In
the year of 2012 I had the worst birthday ever. I cried the whole
night, maybe because of the two bottles of Brazilian type of sangria
or because I was really lonely. However, just a couple days after
this I met one of the most important persons in my life, Alan, my
husband and the one who changed my life forever.
All
the changes started when we met at a karate class in Brazil. I tried
to talk with him, but I did not know that he was an exchange student,
so I was a little embarrassed when he said in broken Portuguese that
he could not understand me. Anyway, it was the perfect excuse to add
him on Facebook. We started chatting there on a mix of Portuguese and
English, and it worked. In less than a month we began to date. It was
very intense. I even moved to his student apartment. After three
months he had to go back to the U.S., and we could not stand the idea
to be apart, so we decided to be together. With the result of that we
learned about a k1 visa, the fiancé visa and all started to be
complicated.
Basically,
the
fiancé visa is a painful waiting process. There are five steps to
follow: pack and send documents, wait for the approval, be
interviewed, pass through immigration, and get married. The most
problematic part is the bureaucracy. Stamps and approvals require
time and patience. It is not just your process there; it is the whole
world waiting on a list. Some cases last three months and others two
years, so when we started the process, I was panicking that mine was
one of the worst cases possible and my anxiety went up to a whole new
level.
The
first one, packing, was easy. We just needed to prove our
relationship with pictures, letters, and documents and send them to
the U.S. government. We took advantage of our cyber relationship and
sent them all our Facebook timeline, with the pictures,
conversations, and events that we attended together. We also needed
to send a letter explaining how we met. I never saw this letter, but
I think Alan did a good job because in some cases people need to
resend everything just because the government doesn’t believe in
the story of the couple. At least everything was accepted really fast
in our case.
The
second one is the worst one, because waiting can be really cruel and
wearing.
At this moment I was apart from Alan at least ten months; the k1
process is expensive, so we waited to open the process until he had a
good enough job. A long distance relationship creates a strong
connection between partners, and we couldn’t wait to live that
connection face-to-face. My emotions in that moment were completely
shattered, and it looked like the wait was never ending. The distance
really did not help. It is a crazy trial for a relationship.
Regardless,
four
months, that looked like years, passed and we finally received the
approval.
In
Brazil, children don't move from parents’ homes as soon as they
make 18 years old. As an example, my mom never moved and we lived in
my grandma’s house until I got married. Brazilians are very family
oriented people in general. As a result of that, when I traveled by
myself to Rio de Janeiro for the next step, because of the interview
and medical exams that were required, I was scared and a little lost.

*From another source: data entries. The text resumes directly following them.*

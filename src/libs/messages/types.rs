#[derive(Debug, Clone)]
pub enum Message {
    // === REPORT MESSAGES ===
    StandupAuthor(String),          // author handle
    PreviousWorkdayHeader(String),  // date
    TodayHeader(String),            // date
    QueryIssued(String),            // filter
    StageChanged(String),           // stage name
    TasksReceived(usize, String),   // count, filter

    // === CONFIGURATION MESSAGES ===
    ConfigSaved,
    ConfigDeleted,
    ConfigNothingToDelete,
    SecretsDeleted(usize), // count
    ConfigModuleRtm,
    ConfigModuleCalendar,
    ConfigModuleStandup,
    InvalidCalendarConfig(String), // error

    // === PROMPTS ===
    PromptSelectModules,
    PromptRtmApiKey,
    PromptRtmApiUrl,
    PromptRtmSharedSecret,
    PromptRtmAuthToken,
    PromptWorkingWeekdays,
    PromptHolidays,
    PromptAuthor,
    PromptGapQuery,

    // === API MESSAGES ===
    RtmNotConfigured,
    RtmRequestFailed(String),         // HTTP status
    RtmResponseInvalid(String),       // parse error
    RtmServiceError(String, String),  // code, message
}
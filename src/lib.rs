//! # Standup - daily standup reports from Remember The Milk
//!
//! Collects what was completed on the previous working day, what is completed
//! or due today, and prints it as a Markdown bullet report ready to paste
//! into a team chat.
//!
//! ## Features
//!
//! - **Business-day aware**: skips weekends and configured holidays when
//!   looking back, and widens the query to cover the days off
//! - **Deduplicated**: tasks completed today are not repeated as still due
//! - **Filterable**: any Remember The Milk filter can narrow the report
//!
//! ## Usage
//!
//! ```rust,no_run
//! use standup::commands::Cli;
//!
//! #[tokio::main]
//! async fn main() -> anyhow::Result<()> {
//!     Cli::menu().await
//! }
//! ```

pub mod api;
pub mod commands;
pub mod libs;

But also I was feeling independent and walking on my own for the
first time in my life. I was freaking out, sweating, and also passing
out a couple times inside the office because of stress. If I knew
that everything was going to be fine, I would relax a little. I did
not have the knowledge of any other case and did not have a way to
know that the interview is just protocol and you basically are
already approved in that step. However, when I was approved, I just
couldn’t believe how easy the interview was.
In
the next step, I was completely exhausted, my mental health was
committed, and I had to stop my classes at college, because of the
pressure and stress. The k1 visa makes you get married in 90 days
after you enter in the U.S., so while I was in Brazil I was afraid
about everything, like if my relationship was strong enough, if I
would get used to the new culture, or if I would miss my family. Even
though Alan was very supportive, he was 4,916.51 miles from me. I
lost count of how many times I cried. Anyhow, I made it. Arriving
in the United States, I
passed through immigration knowing all I had to do to be there and
all the work it was. I knew the next step was my reward, getting
married.
After
all, our wedding was really simple, but it was an achievement of a
dream of mine. It was in Las Vegas, and since I was a little girl, I
wanted my wedding to be there. We united his family and a couple of
friend in a van and went on a road trip. My parents and grandma flew
from Brazil to there.
I was so nervous and it wasn’t because of the ceremony, it was
because that moment represented my life without my parents. They were
so present in all moments of my life that these thoughts made me have
a nervous breakdown and also fight with my husband-to-be in the night
before the wedding. The wedding was almost over, but my wise Alan
took me by the hand and said that he was going to be with me no
matter what. The ceremony was simple, but perfect. It
was broadcast
live on the Internet, so all my family and friends in Brazil could
see it. It was fun and different, to sum up, it was Vegas.
For
the most part when I look back, I feel that I would do everything
again. The process wasn’t easy, but in compensation I learned a lot
of patience, worked a lot on my anxiety, and grew up ten years in 16
months. I had to work on my emotions and inner peace, so I could be
with my partner. The result of that is in the next month we are
completing two years of being crazy together.